**Work to be completed**
If a line in the entries below includes "transaction", show that line.

[Entries taken from a collection]
•••••

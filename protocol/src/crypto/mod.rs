//! # Cryptographic Primitives
//!
//! Everything security-related in the transaction model flows through here:
//!
//! - **Ed25519** for signatures.
//! - **SHA-512-half** for every transaction digest.
//! - **BLAKE3** for deriving account identifiers from public keys.
//!
//! These are thin, type-safe wrappers around audited implementations.

pub mod hash;
pub mod keys;
pub mod signatures;

pub use hash::{blake3_hash, double_sha256, prefixed_hash, sha256, sha512_half};
pub use keys::{PublicKey, Signature, TxKeypair};
pub use signatures::{verify_raw, SignatureError};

•••••

**Written solution**
//! Everything security-related in the transaction model flows through here:
//! - **SHA-512-half** for every transaction digest.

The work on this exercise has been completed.